What is ADHD?
Let’s better understand what ADHD means and what symptoms are the most common.
So, what does “ADHD” means? Attention Deficit Hyperactivity Disorder is a neurodevelopmental disorder that affects people’s behaviour. Children with ADHD can show a constant pattern of hyperactivity-impulsivity and may struggle to concentrate, which impacts day-to-day functioning.
ADHD has a strong heritable component but biological and environmental factors can be responsible for exacerbating its course. Moreover, there is a higher risk of ADHD if a family member has the diagnosis, genetic factors can be responsible for 70-80% of its development. On the other hand, among the biological risk factors such as low birth weight, prenatal exposure to alcohol, smoking, and childhood exposure to toxins, including lead pesticides. Furthermore, psychosocial factors, such as complicated parent-child interactions, unhealthy peer relationships, and underequipped school settings can also influence ADHD development.
The majority of cases are diagnosed between 7 and 8 years old, and ADHD affects about 3-5% of children, being more common in males than females (4:1). Girls may present less hyperactivity compared to boys; therefore, an ADHD diagnosis can be missed on girls more easily.
Are there other mental health disorders associated with ADHD?
Yes, ADHD frequently has some comorbidities. ADHD doesn’t just present on its own and commonly occurs with other mental health problems, such as learning disorders, sleep disorders, anxiety, mood disorder, and autism spectrum disorders, to name the most frequent.
Therefore, it is essential to screen for those disorders during an ADHD assessment. Having a diagnosis will help the child and their family take action and have tools to improve their day-to-day activities.
What about ADHD in the UK? How common is it among children and adolescents here?

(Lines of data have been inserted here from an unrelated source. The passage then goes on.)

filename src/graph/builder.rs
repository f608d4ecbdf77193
use std::collections::{HashMap, HashSet};

use log::debug;

use super::links::extract_links;
use super::types::{GraphData, GraphFilter, GraphLink, GraphNode, NoteRecord};

/// Counts gathered while building, shown in the view header.
#[derive(Clone, Copy, Debug, Default, PartialEq, Eq)]
pub struct GraphStats {
	pub nodes: usize,
	pub links: usize,
	pub orphans: usize,
	/// References whose target is missing or outside the filter.
	pub dropped_links: usize,
}

#[derive(Clone, Debug, Default, PartialEq)]
pub struct BuiltGraph {
	pub data: GraphData,
	pub stats: GraphStats,
}

/// Turns the host's notes into nodes and deduplicated undirected links.
///
/// Every link endpoint is guaranteed to be a node of the result. Links
/// pointing outside the filtered set, or back at their own note, are
/// skipped silently.
pub fn build_graph(notes: &[NoteRecord], filter: &GraphFilter) -> BuiltGraph {
	let included: Vec<&NoteRecord> = notes.iter().filter(|note| filter.accepts(note)).collect();

	let mut index: HashMap<&str, usize> = HashMap::with_capacity(included.len());
	let mut nodes = Vec::with_capacity(included.len());
	let mut kept: Vec<(usize, &NoteRecord)> = Vec::with_capacity(included.len());
	for note in included {
		if index.contains_key(note.id.as_str()) {
			continue;
		}
		index.insert(note.id.as_str(), nodes.len());
		kept.push((nodes.len(), note));
		nodes.push(GraphNode::from_note(note));
	}

	let mut seen: HashSet<(usize, usize)> = HashSet::new();
	let mut links = Vec::new();
	let mut dropped_links = 0;
	for (src, note) in kept {
		for target in extract_links(note) {
			let Some(&tgt) = index.get(target.as_str()) else {
				dropped_links += 1;
				continue;
			};
			if tgt == src || !seen.insert((src.min(tgt), src.max(tgt))) {
				continue;
			}
			nodes[src].degree += 1;
			nodes[tgt].degree += 1;
			links.push(GraphLink {
				source: nodes[src].id.clone(),
				target,
			});
		}
	}

	let mut orphans = nodes.iter().filter(|n| n.degree == 0).count();
	if filter.hide_orphans {
		nodes.retain(|n| n.degree > 0);
		orphans = 0;
	}

	let stats = GraphStats {
		nodes: nodes.len(),
		links: links.len(),
		orphans,
		dropped_links,
	};
	debug!(
		"built note graph: {} nodes, {} links, {} orphans, {} dropped references",
		stats.nodes, stats.links, stats.orphans, stats.dropped_links
	);

	BuiltGraph {
		data: GraphData { nodes, links },
		stats,
	}
}
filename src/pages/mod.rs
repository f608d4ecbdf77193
pub mod home;
pub mod not_found;
pub mod knowledge_graph;
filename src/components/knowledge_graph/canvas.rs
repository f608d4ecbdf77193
use std::f64::consts::PI;

use wasm_bindgen::{JsCast, JsValue};
use web_sys::{CanvasRenderingContext2d, HtmlCanvasElement, Window};

use crate::graph::render::Surface;
use crate::graph::{GraphError, Result, Viewport};

pub fn context_2d(canvas: &HtmlCanvasElement) -> Result<CanvasRenderingContext2d> {
	canvas
		.get_context("2d")
		.map_err(|err| GraphError::Canvas(format!("{err:?}")))?
		.ok_or_else(|| GraphError::Canvas("2d context not supported".into()))?
		.dyn_into()
		.map_err(|_| GraphError::Canvas("unexpected rendering context".into()))
}

/// Sizes the backing store to the parent element at device resolution and
/// returns the size in CSS pixels.
pub fn fit_canvas(
	canvas: &HtmlCanvasElement,
	ctx: &CanvasRenderingContext2d,
	window: &Window,
) -> Viewport {
	let (w, h) = canvas
		.parent_element()
		.map(|p| (p.client_width() as f64, p.client_height() as f64))
		.filter(|&(w, h)| w > 0.0 && h > 0.0)
		.unwrap_or_else(|| {
			(
				window.inner_width().ok().and_then(|v| v.as_f64()).unwrap_or(800.0),
				window.inner_height().ok().and_then(|v| v.as_f64()).unwrap_or(600.0),
			)
		});
	let dpr = window.device_pixel_ratio().max(1.0);

	canvas.set_width((w * dpr).round() as u32);
	canvas.set_height((h * dpr).round() as u32);
	let style = canvas.style();
	let _ = style.set_property("width", &format!("{w}px"));
	let _ = style.set_property("height", &format!("{h}px"));

	// Resizing resets the context, so the ratio is set here and nowhere else.
	let _ = ctx.set_transform(dpr, 0.0, 0.0, dpr, 0.0, 0.0);
	Viewport::new(w, h)
}

impl Surface for CanvasRenderingContext2d {
	fn fill_background(&mut self, width: f64, height: f64, color: &str) {
		self.set_fill_style_str(color);
		self.fill_rect(0.0, 0.0, width, height);
	}

	fn save(&mut self) {
		CanvasRenderingContext2d::save(self);
	}

	fn restore(&mut self) {
		CanvasRenderingContext2d::restore(self);
	}

	fn transform(&mut self, x: f64, y: f64, scale: f64) {
		let _ = self.translate(x, y);
		let _ = self.scale(scale, scale);
	}

	fn set_line_dash(&mut self, pattern: &[f64]) {
		let segments: js_sys::Array = pattern.iter().map(|&v| JsValue::from_f64(v)).collect();
		let _ = CanvasRenderingContext2d::set_line_dash(self, &segments);
	}

	fn line(&mut self, from: (f64, f64), to: (f64, f64), color: &str, width: f64) {
		self.set_stroke_style_str(color);
		self.set_line_width(width);
		self.begin_path();
		self.move_to(from.0, from.1);
		self.line_to(to.0, to.1);
		self.stroke();
	}

	fn triangle(&mut self, [a, b, c]: [(f64, f64); 3], color: &str) {
		self.set_fill_style_str(color);
		self.begin_path();
		self.move_to(a.0, a.1);
		self.line_to(b.0, b.1);
		self.line_to(c.0, c.1);
		self.close_path();
		self.fill();
	}

	fn circle(
		&mut self,
		(x, y): (f64, f64),
		radius: f64,
		fill: &str,
		stroke: &str,
		stroke_width: f64,
	) {
		self.begin_path();
		let _ = self.arc(x, y, radius, 0.0, 2.0 * PI);
		self.set_fill_style_str(fill);
		self.fill();
		self.set_stroke_style_str(stroke);
		self.set_line_width(stroke_width);
		self.stroke();
	}

	fn text(&mut self, text: &str, (x, y): (f64, f64), color: &str, font_px: f64) {
		self.set_fill_style_str(color);
		self.set_font(&format!("{font_px}px sans-serif"));
		self.set_text_align("center");
		self.set_text_baseline("top");
		let _ = self.fill_text(text, x, y);
	}
}
//! Persistent Node Storage Module
//!
//! This module implements the durable state of a pychain node using sled:
//! the node's identity, its peer table and the local message-id counter.

use pychain_protocol::{Guid, PeerRecord};
use serde::de::DeserializeOwned;
use serde::Serialize;
use sled::{Db, Tree};
use std::path::Path;
use thiserror::Error;

use crate::identity::Identity;

const IDENTITY_KEY: &str = "local";
const MESSAGE_ID_KEY: &str = "message_id";

/// Storage-related errors
#[derive(Error, Debug)]
pub enum StorageError {
    #[error("Database error: {source}")]
    DatabaseError { source: sled::Error },

    #[error("Serialization error: {source}")]
    SerializationError { source: serde_json::Error },

    #[error("Corrupt record under key {key}: {reason}")]
    CorruptRecord { key: String, reason: String },
}

impl From<sled::Error> for StorageError {
    fn from(source: sled::Error) -> Self {
        StorageError::DatabaseError { source }
    }
}

impl From<serde_json::Error> for StorageError {
    fn from(source: serde_json::Error) -> Self {
        StorageError::SerializationError { source }
    }
}

/// Durable node state backed by sled
///
/// Cloning is cheap: clones share the same database handle.
#[derive(Clone)]
pub struct NodeStore {
    /// Main database
    db: Db,
    /// Identity tree (single `local` record)
    identity: Tree,
    /// Peers tree (guid -> PeerRecord)
    peers: Tree,
    /// Counters tree (name -> u64)
    counters: Tree,
}

impl NodeStore {
    /// Create or open a store in the given directory
    pub fn open<P: AsRef<Path>>(path: P) -> Result<Self, StorageError> {
        let db = sled::open(path)?;
        let identity = db.open_tree("identity")?;
        let peers = db.open_tree("peers")?;
        let counters = db.open_tree("counters")?;

        Ok(NodeStore {
            db,
            identity,
            peers,
            counters,
        })
    }

    /// Load the persisted identity, if any
    pub fn load_identity(&self) -> Result<Option<Identity>, StorageError> {
        read_json(&self.identity, IDENTITY_KEY)
    }

    /// Persist the identity and flush it to disk before returning
    pub fn save_identity(&self, identity: &Identity) -> Result<(), StorageError> {
        write_json(&self.identity, IDENTITY_KEY, identity)?;
        self.db.flush()?;
        Ok(())
    }

    /// Load every persisted peer record
    pub fn load_peers(&self) -> Result<Vec<PeerRecord>, StorageError> {
        let mut peers = Vec::new();

        for result in self.peers.iter() {
            let (key, bytes) = result?;
            let record: PeerRecord =
                serde_json::from_slice(&bytes).map_err(|e| StorageError::CorruptRecord {
                    key: String::from_utf8_lossy(&key).into_owned(),
                    reason: e.to_string(),
                })?;
            peers.push(record);
        }

        Ok(peers)
    }

    /// Insert or overwrite a peer record
    pub fn save_peer(&self, record: &PeerRecord) -> Result<(), StorageError> {
        write_json(&self.peers, record.guid.as_str(), record)
    }

    /// Remove a peer record; absent records are ignored
    pub fn remove_peer(&self, guid: &Guid) -> Result<(), StorageError> {
        self.peers.remove(guid.as_str())?;
        Ok(())
    }

    /// Atomically increment and return the local message-id counter
    ///
    /// The increment is flushed before the id is returned, so an id is never
    /// handed out twice, even across a crash.
    pub async fn next_message_id(&self) -> Result<u64, StorageError> {
        let updated = self.counters.update_and_fetch(MESSAGE_ID_KEY, |old| {
            let next = old.and_then(decode_u64).unwrap_or(0) + 1;
            Some(next.to_be_bytes().to_vec())
        })?;

        let id = updated
            .as_deref()
            .and_then(decode_u64)
            .ok_or_else(|| StorageError::CorruptRecord {
                key: MESSAGE_ID_KEY.to_string(),
                reason: "Invalid counter format".to_string(),
            })?;

        self.counters.flush_async().await?;
        Ok(id)
    }

    /// Last message id handed out (0 if none)
    pub fn message_counter(&self) -> Result<u64, StorageError> {
        Ok(self
            .counters
            .get(MESSAGE_ID_KEY)?
            .as_deref()
            .and_then(decode_u64)
            .unwrap_or(0))
    }

    /// Flush pending writes
    pub fn flush(&self) -> Result<(), StorageError> {
        self.db.flush()?;
        Ok(())
    }
}

fn decode_u64(bytes: &[u8]) -> Option<u64> {
    let bytes: [u8; 8] = bytes.try_into().ok()?;
    Some(u64::from_be_bytes(bytes))
}

fn read_json<T: DeserializeOwned>(tree: &Tree, key: &str) -> Result<Option<T>, StorageError> {
    match tree.get(key)? {
        Some(bytes) => {
            let value = serde_json::from_slice(&bytes).map_err(|e| StorageError::CorruptRecord {
                key: key.to_string(),
                reason: e.to_string(),
            })?;
            Ok(Some(value))
        }
        None => Ok(None),
    }
}

fn write_json<T: Serialize>(tree: &Tree, key: &str, value: &T) -> Result<(), StorageError> {
    let bytes = serde_json::to_vec(value)?;
    tree.insert(key, bytes)?;
    Ok(())
}
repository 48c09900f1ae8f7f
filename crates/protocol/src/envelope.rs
//! Gossip message envelopes.
//!
//! An envelope is identified by `(originator, id)`. Receivers use that pair,
//! wrapped in a [`MessageKey`], to drop duplicates no matter how many peers
//! relay the same message.

use std::collections::BTreeMap;
use std::fmt;

use chrono::{DateTime, Utc};
use serde::{Deserialize, Serialize};
use serde_json::Value;

use crate::errors::ProtocolError;
use crate::peer::{validate_address, Guid};

/// Body of a broadcast message.
#[derive(Debug, Clone, PartialEq, Serialize, Deserialize)]
#[serde(tag = "kind", rename_all = "snake_case")]
pub enum MessageBody {
    /// Application payload passed through untouched
    Opaque { data: String },
    /// Named event with positional and keyword arguments
    Event {
        event: String,
        #[serde(default)]
        args: Vec<Value>,
        #[serde(default)]
        kwargs: BTreeMap<String, Value>,
    },
}

impl MessageBody {
    pub fn opaque(data: impl Into<String>) -> Self {
        MessageBody::Opaque { data: data.into() }
    }

    pub fn event(event: impl Into<String>) -> Self {
        MessageBody::Event {
            event: event.into(),
            args: Vec::new(),
            kwargs: BTreeMap::new(),
        }
    }

    fn validate(&self) -> Result<(), ProtocolError> {
        match self {
            MessageBody::Event { event, .. } if event.trim().is_empty() => {
                Err(ProtocolError::ValidationFailed {
                    reason: "Event name cannot be empty".to_string(),
                })
            }
            _ => Ok(()),
        }
    }
}

/// The node a message started from.
#[derive(Debug, Clone, PartialEq, Eq, Serialize, Deserialize)]
pub struct Originator {
    pub guid: Guid,
    pub address: String,
}

/// Deduplication key of an envelope.
#[derive(Debug, Clone, PartialEq, Eq, Hash, PartialOrd, Ord, Serialize, Deserialize)]
pub struct MessageKey {
    pub originator: Guid,
    pub id: u64,
}

impl fmt::Display for MessageKey {
    fn fmt(&self, f: &mut fmt::Formatter<'_>) -> fmt::Result {
        write!(f, "{}#{}", self.originator, self.id)
    }
}

/// Wire unit of gossip broadcast.
#[derive(Debug, Clone, PartialEq, Serialize, Deserialize)]
pub struct MessageEnvelope {
    /// Per-originator message id, assigned when the originator first sends it
    #[serde(default)]
    pub id: Option<u64>,
    /// Node that first sent the message
    #[serde(default)]
    pub originator: Option<Originator>,
    /// Message payload
    pub body: MessageBody,
    /// When the originator sent it
    #[serde(default)]
    pub broadcast_timestamp: Option<DateTime<Utc>>,
    /// Node that handed us this copy; rewritten on every hop
    #[serde(default)]
    pub relayed_by: Option<Guid>,
}

impl MessageEnvelope {
    /// Unsent draft for a self-originated message.
    pub fn new(body: MessageBody) -> Self {
        Self {
            id: None,
            originator: None,
            body,
            broadcast_timestamp: None,
            relayed_by: None,
        }
    }

    /// Whether the envelope has not been stamped by an originator yet.
    pub fn is_draft(&self) -> bool {
        self.id.is_none() && self.originator.is_none()
    }

    /// Deduplication key, if both halves are present.
    pub fn key(&self) -> Option<MessageKey> {
        match (&self.originator, self.id) {
            (Some(originator), Some(id)) => Some(MessageKey {
                originator: originator.guid.clone(),
                id,
            }),
            _ => None,
        }
    }

    /// Validate an envelope received from the network and return its key.
    pub fn validate_inbound(&self) -> Result<MessageKey, ProtocolError> {
        let originator = self
            .originator
            .as_ref()
            .ok_or_else(|| ProtocolError::ValidationFailed {
                reason: "Envelope has no originator".to_string(),
            })?;

        let id = self.id.ok_or_else(|| ProtocolError::ValidationFailed {
            reason: "Envelope has no message id".to_string(),
        })?;

        validate_address(&originator.address)?;
        self.body.validate()?;

        Ok(MessageKey {
            originator: originator.guid.clone(),
            id,
        })
    }
}
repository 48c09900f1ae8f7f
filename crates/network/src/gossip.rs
//! Gossip Broadcast Module
//!
//! This module implements flood gossip with deduplication: a node sends a
//! message to every known peer, each recipient delivers it once to the
//! application and relays it to its own peers, and the [`SeenSet`] stops
//! the flood from echoing around the network.

use chrono::Utc;
use pychain_protocol::{
    DeliveryReport, Guid, MessageEnvelope, MessageKey, Originator, ProtocolError,
};
use std::sync::Arc;
use std::time::Duration;
use thiserror::Error;
use tokio::sync::mpsc::{self, error::TrySendError};
use tokio::task::{JoinHandle, JoinSet};
use tracing::{debug, info, warn};

use crate::identity::IdentityStore;
use crate::registry::PeerRegistry;
use crate::seen::{SeenSet, DEFAULT_SEEN_CAPACITY, DEFAULT_SEEN_TTL};
use crate::storage::{NodeStore, StorageError};
use crate::transport::{with_timeout, PeerTransport};

/// Deliveries queued for the application before new ones are dropped.
pub const DEFAULT_DELIVERY_CAPACITY: usize = 1024;

#[derive(Error, Debug)]
pub enum GossipError {
    #[error("Invalid envelope: {source}")]
    InvalidEnvelope { source: ProtocolError },

    #[error("Node has not obtained a GUID yet")]
    NoIdentity,

    #[error("Cannot allocate message id: {source}")]
    MessageId { source: StorageError },
}

/// Configuration for gossip broadcast
#[derive(Debug, Clone)]
pub struct GossipConfig {
    /// Bound on each per-peer send
    pub peer_timeout: Duration,
    /// Keys kept for deduplication
    pub seen_capacity: usize,
    /// Lifetime of a deduplication entry
    pub seen_ttl: Duration,
    /// Bound on the application delivery queue
    pub delivery_capacity: usize,
}

impl Default for GossipConfig {
    fn default() -> Self {
        Self {
            peer_timeout: Duration::from_secs(1),
            seen_capacity: DEFAULT_SEEN_CAPACITY,
            seen_ttl: DEFAULT_SEEN_TTL,
            delivery_capacity: DEFAULT_DELIVERY_CAPACITY,
        }
    }
}

/// What happened to an inbound envelope.
#[derive(Debug)]
pub enum ReceiveOutcome {
    /// Already seen; dropped without delivery or relay
    Duplicate,
    /// Delivered to the application; relay runs in the background
    Accepted(JoinHandle<DeliveryReport>),
}

impl ReceiveOutcome {
    pub fn is_accepted(&self) -> bool {
        matches!(self, ReceiveOutcome::Accepted(_))
    }
}

/// Gossip broadcaster. Clones share all state.
#[derive(Clone)]
pub struct GossipBroadcaster {
    config: GossipConfig,
    identity: Arc<IdentityStore>,
    store: NodeStore,
    registry: Arc<PeerRegistry>,
    seen: Arc<SeenSet>,
    transport: Arc<dyn PeerTransport>,
    /// Application-layer delivery; full or closed queues drop the delivery
    deliveries: mpsc::Sender<MessageEnvelope>,
}

impl GossipBroadcaster {
    pub fn new(
        config: GossipConfig,
        identity: Arc<IdentityStore>,
        store: NodeStore,
        registry: Arc<PeerRegistry>,
        transport: Arc<dyn PeerTransport>,
        deliveries: mpsc::Sender<MessageEnvelope>,
    ) -> Self {
        let seen = Arc::new(SeenSet::new(config.seen_capacity, config.seen_ttl));
        Self {
            config,
            identity,
            store,
            registry,
            seen,
            transport,
            deliveries,
        }
    }

    pub fn seen(&self) -> &SeenSet {
        &self.seen
    }

    /// Send an envelope to every known peer.
    ///
    /// A self-originated envelope (no originator, or our own GUID) is stamped
    /// with the next local message id before it leaves. Each peer gets at most
    /// one attempt; failures are recorded, never escalated.
    pub async fn broadcast(
        &self,
        mut envelope: MessageEnvelope,
    ) -> Result<DeliveryReport, GossipError> {
        let identity = self.identity.current().await.ok_or(GossipError::NoIdentity)?;

        let self_originated = envelope
            .originator
            .as_ref()
            .map_or(true, |o| o.guid == identity.guid);

        let mut excluded = Vec::new();
        if self_originated {
            if envelope.id.is_none() {
                let id = self
                    .store
                    .next_message_id()
                    .await
                    .map_err(|source| GossipError::MessageId { source })?;
                envelope.id = Some(id);
            }
            envelope.originator = Some(Originator {
                guid: identity.guid.clone(),
                address: identity.address.clone(),
            });
            envelope.broadcast_timestamp.get_or_insert_with(Utc::now);
        } else if let Some(sender) = envelope.relayed_by.clone() {
            excluded.push(sender);
        }

        let key = envelope
            .validate_inbound()
            .map_err(|source| GossipError::InvalidEnvelope { source })?;
        excluded.push(key.originator.clone());

        // Echoes of our own message must be dropped on the way back.
        self.seen.insert(key.clone()).await;

        info!("Broadcasting message {}", key);
        Ok(self.fan_out(key, envelope, excluded).await)
    }

    /// Handle an envelope received from a peer.
    ///
    /// Duplicates are dropped silently. A novel envelope is delivered to the
    /// application once, then relayed to every peer except the one that sent
    /// it and its originator.
    pub async fn receive(&self, envelope: MessageEnvelope) -> Result<ReceiveOutcome, GossipError> {
        let key = envelope
            .validate_inbound()
            .map_err(|source| GossipError::InvalidEnvelope { source })?;

        if self.identity.guid().await.as_ref() == Some(&key.originator) {
            debug!("Dropping echo of own message {}", key);
            return Ok(ReceiveOutcome::Duplicate);
        }

        if !self.seen.insert(key.clone()).await {
            debug!("Dropping duplicate message {}", key);
            return Ok(ReceiveOutcome::Duplicate);
        }

        info!("Received message {}", key);
        match self.deliveries.try_send(envelope.clone()) {
            Ok(()) => {}
            Err(TrySendError::Full(_)) => {
                warn!("Delivery queue full, dropping message {}", key);
            }
            Err(TrySendError::Closed(_)) => {
                debug!("No application consumer for message {}", key);
            }
        }

        let mut excluded = vec![key.originator.clone()];
        if let Some(sender) = envelope.relayed_by.clone() {
            excluded.push(sender);
        }

        let this = self.clone();
        let relay = tokio::spawn(async move { this.fan_out(key, envelope, excluded).await });
        Ok(ReceiveOutcome::Accepted(relay))
    }

    /// Send `envelope` concurrently to every registry peer not in `excluded`.
    async fn fan_out(
        &self,
        key: MessageKey,
        mut envelope: MessageEnvelope,
        excluded: Vec<Guid>,
    ) -> DeliveryReport {
        envelope.relayed_by = self.identity.guid().await;

        let targets: Vec<_> = self
            .registry
            .snapshot()
            .await
            .into_iter()
            .filter(|peer| !excluded.contains(&peer.guid))
            .collect();

        let mut report = DeliveryReport {
            key: Some(key),
            attempted: targets.len(),
            ..Default::default()
        };

        let mut sends = JoinSet::new();
        for peer in targets {
            let transport = self.transport.clone();
            let envelope = envelope.clone();
            let timeout = self.config.peer_timeout;
            sends.spawn(async move {
                let result = with_timeout(
                    &peer.address,
                    timeout,
                    transport.broadcast(&peer.address, envelope),
                )
                .await;
                (peer, result)
            });
        }

        while let Some(joined) = sends.join_next().await {
            let (peer, result) = match joined {
                Ok(send) => send,
                Err(e) => {
                    warn!("Broadcast task failed: {}", e);
                    continue;
                }
            };

            match result {
                Ok(_) => {
                    self.registry.mark_responsive(&peer.guid).await;
                    report.delivered.push(peer.guid);
                }
                Err(e) => {
                    debug!("Broadcast to {} failed: {}", peer.address, e);
                    self.registry.mark_unresponsive(&peer.guid).await;
                    report.failed.push(peer.guid);
                }
            }
        }

        debug!(
            "Broadcast {:?}: {}/{} peers reached",
            report.key,
            report.delivered.len(),
            report.attempted
        );
        report
    }
}
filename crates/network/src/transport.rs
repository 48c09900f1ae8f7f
//! Outbound peer contact.
//!
//! The engine never talks to the network directly; it goes through a
//! [`PeerTransport`]. The HTTP adapter provides the production implementation
//! and [`crate::memory::MemoryNetwork`] an in-process one.

use async_trait::async_trait;
use pychain_protocol::{
    BroadcastAck, JoinRequest, JoinResponse, LeaveRequest, MessageEnvelope, StatusResponse,
    SyncRequest, SyncResponse,
};
use std::future::Future;
use std::time::Duration;
use thiserror::Error;

/// Default bound on a single peer contact.
pub const DEFAULT_PEER_TIMEOUT: Duration = Duration::from_secs(1);

/// Errors from contacting a peer. All of them count as a failed contact.
#[derive(Error, Debug, Clone, PartialEq, Eq)]
pub enum TransportError {
    #[error("Peer {address} did not answer within {timeout:?}")]
    Timeout { address: String, timeout: Duration },

    #[error("Cannot reach peer {address}: {reason}")]
    Unreachable { address: String, reason: String },

    #[error("Peer {address} rejected request with status {status}")]
    Rejected { address: String, status: u16 },

    #[error("Invalid response from peer {address}: {reason}")]
    InvalidResponse { address: String, reason: String },
}

/// Requests a node sends to other nodes, addressed by `host:port`.
#[async_trait]
pub trait PeerTransport: Send + Sync {
    /// `GET /api/v1/status`
    async fn status(&self, address: &str) -> Result<StatusResponse, TransportError>;

    /// `POST /network/join`
    async fn join(&self, address: &str, request: JoinRequest)
        -> Result<JoinResponse, TransportError>;

    /// `POST /network/sync`
    async fn sync(&self, address: &str, request: SyncRequest)
        -> Result<SyncResponse, TransportError>;

    /// `POST /network/broadcast`
    async fn broadcast(
        &self,
        address: &str,
        envelope: MessageEnvelope,
    ) -> Result<BroadcastAck, TransportError>;

    /// `POST /network/leave`
    async fn leave(&self, address: &str, request: LeaveRequest) -> Result<(), TransportError>;

    /// `GET /api/v1/my-ip`: our host as the peer sees it
    async fn observed_host(&self, address: &str) -> Result<String, TransportError>;
}

/// Run a peer contact with a deadline; expiry becomes [`TransportError::Timeout`].
pub async fn with_timeout<T, F>(
    address: &str,
    timeout: Duration,
    contact: F,
) -> Result<T, TransportError>
where
    F: Future<Output = Result<T, TransportError>>,
{
    match tokio::time::timeout(timeout, contact).await {
        Ok(result) => result,
        Err(_) => Err(TransportError::Timeout {
            address: address.to_string(),
            timeout,
        }),
    }
}

#[cfg(test)]
mod tests {
    use super::*;

    #[tokio::test(start_paused = true)]
    async fn test_with_timeout_expires() {
        let result: Result<(), _> = with_timeout("10.0.0.1:80", Duration::from_millis(50), async {
            tokio::time::sleep(Duration::from_secs(5)).await;
            Ok(())
        })
        .await;

        assert!(matches!(result, Err(TransportError::Timeout { .. })));
    }

    #[tokio::test]
    async fn test_with_timeout_passes_result_through() {
        let result = with_timeout("10.0.0.1:80", Duration::from_secs(1), async {
            Err::<(), _>(TransportError::Rejected {
                address: "10.0.0.1:80".to_string(),
                status: 400,
            })
        })
        .await;

        assert!(matches!(result, Err(TransportError::Rejected { status: 400, .. })));
    }
}
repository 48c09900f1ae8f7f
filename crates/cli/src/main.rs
use anyhow::Result;
use clap::{Parser, Subcommand};
use tracing_subscriber::EnvFilter;

mod commands;
use commands::{
    execute_broadcast_command, execute_node_command, execute_peers_command,
    execute_status_command, BroadcastArgs, NodeArgs, QueryArgs,
};

/// Default log filter when `RUST_LOG` is not set
const DEFAULT_LOG_FILTER: &str = "pychain_network=debug,pychain_adapters=debug,info";

#[derive(Parser)]
#[command(name = "pychain")]
#[command(about = "Pychain - peer-to-peer membership and gossip node")]
#[command(version)]
pub struct Cli {
    #[command(subcommand)]
    pub command: Commands,
}

#[derive(Subcommand)]
pub enum Commands {
    /// Run a pychain node
    Node(NodeArgs),
    /// Show a node's identity and peer count
    Status(QueryArgs),
    /// List the peers a node knows
    Peers(QueryArgs),
    /// Originate a broadcast at a node
    Broadcast(BroadcastArgs),
}

#[tokio::main]
async fn main() -> Result<()> {
    let cli = Cli::parse();

    tracing_subscriber::fmt()
        .with_env_filter(
            EnvFilter::try_from_default_env().unwrap_or_else(|_| EnvFilter::new(DEFAULT_LOG_FILTER)),
        )
        .init();

    match cli.command {
        Commands::Node(args) => execute_node_command(args).await,
        Commands::Status(args) => execute_status_command(args).await,
        Commands::Peers(args) => execute_peers_command(args).await,
        Commands::Broadcast(args) => execute_broadcast_command(args).await,
    }
}
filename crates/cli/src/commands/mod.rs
//! CLI command modules

pub mod client;
pub mod node;

pub use client::{
    execute_broadcast_command, execute_peers_command, execute_status_command, BroadcastArgs,
    QueryArgs,
};
pub use node::{execute_node_command, NodeArgs};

A study was conducted over 10 years (2004-2013) in the UK to describe the incidence and distribution of ADHD among children and adolescents.
10,284 new cases were diagnosed in this period, with the highest incidence among children between 7 and 9 years old, most commonly observed during primary school. ADHD was diagnosed significantly more in males than in females every year studied, which is a pattern across the globe. It has been hypothesised that symptoms are more visible in males, and females have more inattentive symptoms, which is less attention-grabbing from parents. Therefore, the diagnosis can be more difficult in females.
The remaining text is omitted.